Re: [PATCH v3 0/7] cpuset: implement sane hierarchy behaviors

Tejun Heo <tj@xxxxxxxxxx> · Sun, 9 Jun 2013 09:03:53 -0700

Hello, Li.

On Sun, Jun 09, 2013 at 05:14:02PM +0800, Li Zefan wrote:
> v2 -> v3:
> Currently some cpuset behaviors are not friendly when cpuset is co-mounted
> with other cgroup controllers.
> 
> Now with this patchset if cpuset is mounted with sane_behavior option, it
> behaves differently:
> 
> - Tasks will be kept in empty cpusets when hotplug happens and take masks
> of ancestors with non-empty cpus/mems, instead of being moved to an ancestor.
> 
> - A task can be moved into an empty cpuset, and again it takes masks of
> ancestors, so the user can drop a task into a newly created cgroup without
> having to do anything for it.

I applied 1-2 and the rest of the series also look correct to me and
seem like a step in the right direction; however, I'm not quite sure
this is the final interface we want.

* cpus/mems_allowed changing as CPUs go up and down is nasty.  There
  should be separation between the configured CPUs and currently
  available CPUs.  The current behavior makes sense when coupled with
  the irreversible task migration and all.  If we're allowing tasks to
  remain in empty cpusets, it only makes sense to retain and re-apply
  configuration as CPUs come back online.
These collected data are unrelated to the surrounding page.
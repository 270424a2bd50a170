//! Date functions
//!
//! Dates are serial day numbers in the 1900 date system: serial 1 is
//! 1900-01-01 and serial 60 is the non-existent 1900-02-29, kept so serials
//! agree with spreadsheets that carry the historical leap-year bug.

use chrono::{Datelike, Duration, NaiveDate};
use pricematrix_core::CellError;

use crate::error::FormulaResult;
use crate::evaluator::FormulaValue;

/// Serial of 9999-12-31, the last representable date
const MAX_SERIAL: i64 = 2_958_465;

/// The fictional leap day
const LEAP_BUG_SERIAL: i64 = 60;

fn epoch() -> Option<NaiveDate> {
    NaiveDate::from_ymd_opt(1899, 12, 31)
}

fn month_start_serial(year: i32, month: u32) -> Option<i64> {
    let first = NaiveDate::from_ymd_opt(year, month, 1)?;
    let days = (first - epoch()?).num_days();
    Some(if days >= LEAP_BUG_SERIAL { days + 1 } else { days })
}

fn days_in_month(year: i32, month: u32) -> Option<u32> {
    if year == 1900 && month == 2 {
        return Some(29);
    }
    let first = NaiveDate::from_ymd_opt(year, month, 1)?;
    let next = if month == 12 {
        NaiveDate::from_ymd_opt(year + 1, 1, 1)?
    } else {
        NaiveDate::from_ymd_opt(year, month + 1, 1)?
    };
    u32::try_from((next - first).num_days()).ok()
}

/// Serial for a year and a month offset that may run past either end of the year
fn serial_from_parts(year: i64, month0: i64, day: i64) -> Result<f64, CellError> {
    let total = year.saturating_mul(12).saturating_add(month0);
    let y = i32::try_from(total.div_euclid(12)).map_err(|_| CellError::Num)?;
    let m = total.rem_euclid(12) as u32 + 1;
    let start = month_start_serial(y, m).ok_or(CellError::Num)?;
    let serial = start.saturating_add(day.saturating_sub(1));
    if (0..=MAX_SERIAL).contains(&serial) {
        Ok(serial as f64)
    } else {
        Err(CellError::Num)
    }
}

/// (year, month, day) of a serial; serial 0 is the day before 1900-01-01
fn ymd_from_serial(serial: f64) -> Result<(i32, u32, u32), CellError> {
    let serial = serial.trunc() as i64;
    match serial {
        s if !(0..=MAX_SERIAL).contains(&s) => Err(CellError::Num),
        0 => Ok((1900, 1, 0)),
        LEAP_BUG_SERIAL => Ok((1900, 2, 29)),
        s => {
            let offset = if s > LEAP_BUG_SERIAL { s - 1 } else { s };
            let date = epoch()
                .and_then(|e| e.checked_add_signed(Duration::days(offset)))
                .ok_or(CellError::Num)?;
            Ok((date.year(), date.month(), date.day()))
        }
    }
}

fn serial_arg(v: &FormulaValue) -> Result<(i32, u32, u32), CellError> {
    ymd_from_serial(v.to_number()?)
}

/// DATE(year, month, day)
///
/// Years 0-1899 are offset by 1900. Months and days outside their usual
/// range roll over into neighbouring months and years.
pub fn fn_date(args: &[FormulaValue]) -> FormulaResult<FormulaValue> {
    Ok(date_serial(args).into())
}

fn date_serial(args: &[FormulaValue]) -> Result<f64, CellError> {
    let mut year = args[0].to_number()?.trunc() as i64;
    let month = args[1].to_number()?.trunc() as i64;
    let day = args[2].to_number()?.trunc() as i64;

    if (0..1900).contains(&year) {
        year += 1900;
    }
    if !(0..=9999).contains(&year) {
        return Err(CellError::Num);
    }

    serial_from_parts(year, month.saturating_sub(1), day)
}

/// YEAR(serial)
pub fn fn_year(args: &[FormulaValue]) -> FormulaResult<FormulaValue> {
    Ok(serial_arg(&args[0]).map(|(y, _, _)| y as f64).into())
}

/// MONTH(serial)
pub fn fn_month(args: &[FormulaValue]) -> FormulaResult<FormulaValue> {
    Ok(serial_arg(&args[0]).map(|(_, m, _)| m as f64).into())
}

/// DAY(serial)
pub fn fn_day(args: &[FormulaValue]) -> FormulaResult<FormulaValue> {
    Ok(serial_arg(&args[0]).map(|(_, _, d)| d as f64).into())
}

/// DAYS(end_date, start_date)
pub fn fn_days(args: &[FormulaValue]) -> FormulaResult<FormulaValue> {
    Ok(days_between(args).into())
}

fn days_between(args: &[FormulaValue]) -> Result<f64, CellError> {
    let end = args[0].to_number()?;
    let start = args[1].to_number()?;
    ymd_from_serial(end)?;
    ymd_from_serial(start)?;
    Ok(end.trunc() - start.trunc())
}

/// EDATE(start_date, months)
///
/// The day is clamped to the length of the target month, so Jan 31 plus
/// one month is the last day of February.
pub fn fn_edate(args: &[FormulaValue]) -> FormulaResult<FormulaValue> {
    Ok(edate_serial(args).into())
}

fn edate_serial(args: &[FormulaValue]) -> Result<f64, CellError> {
    let (year, month, day) = serial_arg(&args[0])?;
    let months = args[1].to_number()?.trunc() as i64;
    let month0 = (month as i64 - 1).saturating_add(months);

    let total = (year as i64 * 12).saturating_add(month0);
    let target_year = i32::try_from(total.div_euclid(12)).map_err(|_| CellError::Num)?;
    let target_month = total.rem_euclid(12) as u32 + 1;
    let last = days_in_month(target_year, target_month).ok_or(CellError::Num)?;

    serial_from_parts(year as i64, month0, day.clamp(1, last) as i64)
}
  I find the original behavior of changing configurations as system
  state changes pretty weird especially because it's happening without
  any notification making it pretty difficult to use in any sort of
  automated way - anything which wants to wrap cpuset would have to
  track the configuration and CPU/nodes up/down states separately on
  its own, which is a very easy way to introduce incoherencies.

* validate_change() rejecting updates to config if any of its
  descendants are using some is weird.  The config change should be
  enforced in hierarchical manner too.  If the parent drops some CPUs,
  it should simply drop those CPUs from the children.  The same in the
  other direction, children having configs which aren't fully
  contained inside their parents is fine as long as the effective
  masks are correct.

  IOW, validate_change() doesn't really make sense if we're keeping
  tasks in empty cgroups.  As CPUs go down and up, we'd keep the
  organization but lose the configuration, which is just weird.
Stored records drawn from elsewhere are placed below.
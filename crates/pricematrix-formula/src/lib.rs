//! # pricematrix-formula
//!
//! Formula parser and evaluator for pricematrix.
//!
//! This crate provides:
//! - Formula parsing (text → AST) and canonical rendering (AST → text)
//! - Formula evaluation (AST → value) through a [`CellResolver`]
//! - The built-in function library
//! - Dependency tracking for calculation chains
//! - Reference rewriting for row and column insertion and deletion
//!
//! ## Example
//!
//! ```rust
//! use pricematrix_core::CellValue;
//! use pricematrix_formula::{evaluate_cell, parse_formula, CellKey, NoCells};
//!
//! let ast = parse_formula("=ROUND(2.675, 2) * 2").unwrap();
//! let value = evaluate_cell(CellKey::new(0, 0), &ast, &NoCells);
//! assert_eq!(value, CellValue::Number(5.36));
//! ```

pub mod ast;
pub mod dependency;
pub mod error;
pub mod evaluator;
pub mod functions;
pub mod parser;
pub mod translate;

pub use ast::{BinaryOperator, FormulaExpr, UnaryOperator};
pub use dependency::{collect_precedents, CellKey, DependencyGraph};
pub use error::{FormulaError, FormulaResult};
pub use evaluator::{
    compare_values, evaluate, evaluate_cell, CellLookup, CellResolver, FormulaValue, NoCells,
};
pub use functions::{ErrorPolicy, FunctionDef, FunctionRegistry};
pub use parser::parse_formula;
pub use translate::{translate_references, StructuralEdit};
I think what we want is expanding on this patchset so that we have
separate "configured" and "effective" masks, which are preferably
exposed to userland and just let the config propagation deal with
computing the effective masks as CPUs/nodes go down/up and config
changes.  The code actually could be simpler that way although
there'll be complications due to the old behaviors.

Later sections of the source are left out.